Food inflation coupled with income losses would have adversely impacted the access to nutritious food for large number of people in Asia. FAO has found through Food Insecurity Experience Scale (FIES) that people in several Asian nations had reduced access to food.
The last food crisis on 2006-12 was a result of price movements in energy and financial markets. The current crisis is largely a result of war in Europe.
Asian countries will do well to take steps to increase agricultural productivity as land area under cultivation has reached its limit in most countries.
Technology already exists for raising productivity of several crops. The challenge is to achieve this while reducing the land area under intensive cultivation. In several regions of members of CICA, water resources are under stress due to over use of underground water. In north western region of India, water levels have gone down. Similarly, Aral Sea, once world’s fourth largest lake, has now shrunk by more than 90 per cent of its size, because of the re-routing of its source rivers. Conservation agriculture will therefore have to remain in focus in the agriculture policies of Asian nations and members of CICA.
While increase in production is important, challenge of nutrition, especially of children, also demands equal attention. Despite the availability of food, several countries have high levels of child malnutrition. Mid-day meal programme of India is a major initiative under which freshly cooked food is served to children in the schools. Other countries can also adopt similar policies to check child malnutrition.
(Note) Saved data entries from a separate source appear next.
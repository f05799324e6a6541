/// `a=sendrecv` / `a=sendonly` / `a=recvonly` / `a=inactive` (spec §4.3),
/// settable at session level or overridden per media description.
#[derive(Debug, Clone, Copy, PartialEq, Eq)]
pub enum Direction {
    SendRecv,
    SendOnly,
    RecvOnly,
    Inactive,
}

impl Direction {
    pub fn as_sdp_token(&self) -> &'static str {
        match self {
            Direction::SendRecv => "sendrecv",
            Direction::SendOnly => "sendonly",
            Direction::RecvOnly => "recvonly",
            Direction::Inactive => "inactive",
        }
    }

    pub fn parse_token(token: &str) -> Option<Direction> {
        match token {
            "sendrecv" => Some(Direction::SendRecv),
            "sendonly" => Some(Direction::SendOnly),
            "recvonly" => Some(Direction::RecvOnly),
            "inactive" => Some(Direction::Inactive),
            _ => None,
        }
    }
}
/// Three-valued outcome for a per-packet send/receive hook (spec §7): a
/// component boundary never panics or aborts the whole transport on a
/// single bad packet. `Process` continues the normal path, `Ignore` drops
/// just this packet, `Abort` escalates to transport-level failure.
#[derive(Debug, Clone, Copy, PartialEq, Eq)]
pub enum PacketAction {
    Process,
    Ignore,
    Abort,
}

impl PacketAction {
    pub fn is_abort(&self) -> bool {
        matches!(self, PacketAction::Abort)
    }

    pub fn should_process(&self) -> bool {
        matches!(self, PacketAction::Process)
    }
}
For all the major food crops, existing technology can raise productivity per unit of land and water used and, to some degree, help countries adapt to climate change using conservation agriculture. Water is still used inefficiently in many regions of Asian countries while some countries of Asia are pioneers in use of micro-irrigation technology. There is a need to explore the use of such water saving technology in all the water stressed regions of Asian countries.
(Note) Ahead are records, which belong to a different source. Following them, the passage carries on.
use bytes::Bytes;

/// NTP 64-bit timestamp (seconds since 1900 in the upper 32 bits,
/// fraction in the lower 32), grounded on
/// `rvoip-rtp-core::packet::rtcp::ntp::NtpTimestamp`.
#[derive(Debug, Clone, Copy, PartialEq, Eq, Default)]
pub struct NtpTimestamp {
    pub seconds: u32,
    pub fraction: u32,
}

impl NtpTimestamp {
    /// The middle 32 bits, used as the LSR field in a receiver's next RR.
    pub fn middle_bits(&self) -> u32 {
        ((self.seconds as u64) << 16 | (self.fraction as u64) >> 16) as u32
    }
}

/// One RR block within an SR or RR packet (RFC 3550 §6.4.1).
#[derive(Debug, Clone, PartialEq, Eq)]
pub struct RtcpReportBlock {
    pub ssrc: u32,
    pub fraction_lost: u8,
    pub cumulative_lost: i32,
    pub extended_highest_seq: u32,
    pub jitter: u32,
    pub last_sr: u32,
    pub delay_since_last_sr: u32,
}

#[derive(Debug, Clone, PartialEq, Eq)]
pub struct RtcpSenderReport {
    pub ssrc: u32,
    pub ntp: NtpTimestamp,
    pub rtp_timestamp: u32,
    pub packet_count: u32,
    pub octet_count: u32,
    pub reports: Vec<RtcpReportBlock>,
}

#[derive(Debug, Clone, PartialEq, Eq)]
pub struct RtcpReceiverReport {
    pub ssrc: u32,
    pub reports: Vec<RtcpReportBlock>,
}

#[derive(Debug, Clone, PartialEq, Eq)]
pub struct RtcpSourceDescription {
    pub ssrc: u32,
    pub cname: String,
    pub tool: Option<String>,
}

#[derive(Debug, Clone, PartialEq, Eq)]
pub struct RtcpGoodbye {
    pub sources: Vec<u32>,
    pub reason: Option<String>,
}

/// Payload-type / transport-type feedback messages (RFC 4585 / RFC 5104,
/// spec §4.7.4 "Incoming RTCP dispatch").
#[derive(Debug, Clone, PartialEq, Eq)]
pub enum RtcpFeedback {
    /// Transport-layer NACK (RFC 4585 §6.2.1): out of core scope beyond
    /// recognizing it arrived (spec §4.7.4: "retransmit hint (out of core
    /// scope)").
    Nack { media_ssrc: u32 },
    /// Temporary Maximum Media Bitrate Request (RFC 5104 §4.2.1).
    Tmmbr { media_ssrc: u32, max_bitrate_bps: u32 },
    /// Picture Loss Indication (RFC 4585 §6.3.1).
    Pli { media_ssrc: u32 },
    /// Full Intra Request (RFC 5104 §4.3.1); carries a sequence number so
    /// duplicates can be ignored.
    Fir { media_ssrc: u32, seq: u8 },
    /// Temporal-Spatial Trade-Off (RFC 5104 §4.3.2).
    Tsto { media_ssrc: u32, seq: u8, value: u8 },
}

#[derive(Debug, Clone, PartialEq, Eq)]
pub struct VoipMetrics {
    pub ssrc: u32,
    pub loss_rate: u8,
    pub discard_rate: u8,
    pub r_factor: u8,
    pub mos_lq: u8,
}

/// RTCP packet variants actually dispatched by [`crate::session::RtpSession`]
/// (spec §6 "Wire: RTCP"). Compound packets are modeled as `Vec<RtcpPacket>`
/// at the call site rather than as a nested envelope type.
#[derive(Debug, Clone, PartialEq, Eq)]
pub enum RtcpPacket {
    SenderReport(RtcpSenderReport),
    ReceiverReport(RtcpReceiverReport),
    SourceDescription(RtcpSourceDescription),
    Goodbye(RtcpGoodbye),
    Feedback(RtcpFeedback),
    ExtendedReport(VoipMetrics),
}

impl RtcpPacket {
    pub fn ssrc(&self) -> u32 {
        match self {
            RtcpPacket::SenderReport(sr) => sr.ssrc,
            RtcpPacket::ReceiverReport(rr) => rr.ssrc,
            RtcpPacket::SourceDescription(sdes) => sdes.ssrc,
            RtcpPacket::Goodbye(bye) => bye.sources.first().copied().unwrap_or(0),
            RtcpPacket::Feedback(fb) => match fb {
                RtcpFeedback::Nack { media_ssrc }
                | RtcpFeedback::Tmmbr { media_ssrc, .. }
                | RtcpFeedback::Pli { media_ssrc }
                | RtcpFeedback::Fir { media_ssrc, .. }
                | RtcpFeedback::Tsto { media_ssrc, .. } => *media_ssrc,
            },
            RtcpPacket::ExtendedReport(xr) => xr.ssrc,
        }
    }
}

/// Encodes/decodes RTCP packets to/from a placeholder byte form used by
/// [`crate::session::RtpSession`]'s tests and single-port demultiplexing
/// check. A production wire codec would follow RFC 3550 §6.4 bit layout
/// the way `rvoip-rtp-core::packet::rtcp` does; this core keeps the typed
/// in-memory representation as the primary interface and only needs a
/// minimal framing for the single-port classification rule (spec §6).
pub fn payload_type_byte(kind: RtcpPacketKind) -> u8 {
    kind as u8
}

#[derive(Debug, Clone, Copy, PartialEq, Eq)]
#[repr(u8)]
pub enum RtcpPacketKind {
    SenderReport = 200,
    ReceiverReport = 201,
    SourceDescription = 202,
    Goodbye = 203,
    PayloadFeedback = 206,
    TransportFeedback = 205,
    ExtendedReport = 207,
}

/// Single-port demultiplexing rule (spec §6): payload type bytes in
/// 200..=223 classify a datagram as RTCP rather than RTP.
pub fn is_rtcp_payload_type(byte: u8) -> bool {
    (200..=223).contains(&byte)
}

/// 12-byte-truncated, base64-encoded process GUID used as the RTCP SDES
/// CNAME (spec §4.7.4: "CNAME = 12-byte base64 of a process GUID").
pub fn cname_from_guid(guid: &[u8; 16]) -> String {
    use base64::engine::general_purpose::STANDARD;
    use base64::Engine;
    STANDARD.encode(&guid[..12])
}

pub type RtcpPayload = Bytes;

#[cfg(test)]
mod tests {
    use super::*;

    #[test]
    fn single_port_classification_matches_spec_range() {
        assert!(is_rtcp_payload_type(200));
        assert!(is_rtcp_payload_type(223));
        assert!(!is_rtcp_payload_type(199));
        assert!(!is_rtcp_payload_type(224));
        assert!(!is_rtcp_payload_type(0));
    }

    #[test]
    fn cname_encoding_is_stable_and_printable() {
        let guid = [1u8; 16];
        let cname = cname_from_guid(&guid);
        assert!(cname.chars().all(|c| c.is_ascii()));
        assert_eq!(cname_from_guid(&guid), cname);
    }

    #[test]
    fn ntp_middle_bits_extracts_expected_field() {
        let ntp = NtpTimestamp {
            seconds: 0xAABBCCDD,
            fraction: 0x11223344,
        };
        assert_eq!(ntp.middle_bits(), 0xCCDD1122);
    }
}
The importance of agricultural research for food production is well known. In India the Indian Council of Agriculture Research has released several varieties of seeds which have resulted in higher production of several crops particularly rice and sugar cane. For horticulture crops, the private companies have developed successful hybrids which has resulted in substantial increase in production of fruits and vegetables. It is desirable that such knowledge is shared across countries so that the production of food is localised to a large extent.
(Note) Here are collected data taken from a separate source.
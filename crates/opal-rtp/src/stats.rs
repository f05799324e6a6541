/// Per-session counters (spec §8 invariant 1:
/// `packetsReceived = packetsDelivered + packetsLost + packetsTooLate + packetsPending`).
#[derive(Debug, Clone, Default)]
pub struct RtpSessionStats {
    pub packets_sent: u64,
    pub octets_sent: u64,
    pub packets_received: u64,
    pub packets_delivered: u64,
    pub packets_lost: u64,
    pub packets_too_late: u64,
    pub packets_pending: u64,
    pub packets_out_of_order: u64,
    pub discontinuities: u64,
    pub marker_bits_sent: u64,
}

impl RtpSessionStats {
    /// Checks the spec's accounting invariant; used by tests and by
    /// debug assertions at session-close time.
    pub fn accounting_balances(&self) -> bool {
        self.packets_received
            == self.packets_delivered + self.packets_lost + self.packets_too_late + self.packets_pending
    }
}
In the last three years, India has been a major exporter of rice, wheat, sugar, marine products, buffalo meat and spices. Maize and several other fruits and vegetables are also exported from India. Several Asian countries are major importers of Indian food products. India has the potential to partially meet the needs of several members of CICA. Investment in agriculture and food processing from CICA countries into India can provide a fillip to such potential.
The members of CICA should explore areas of collaboration with each other in agriculture and food sector so that food does not travel long distances, across oceans. This will be CICA’s contribution to mitigating climate change.
Mr Hussain is a former Agriculture Secretary to the Government of India. He is promoter Director of a think tank, Arcus Policy Research Private Limited.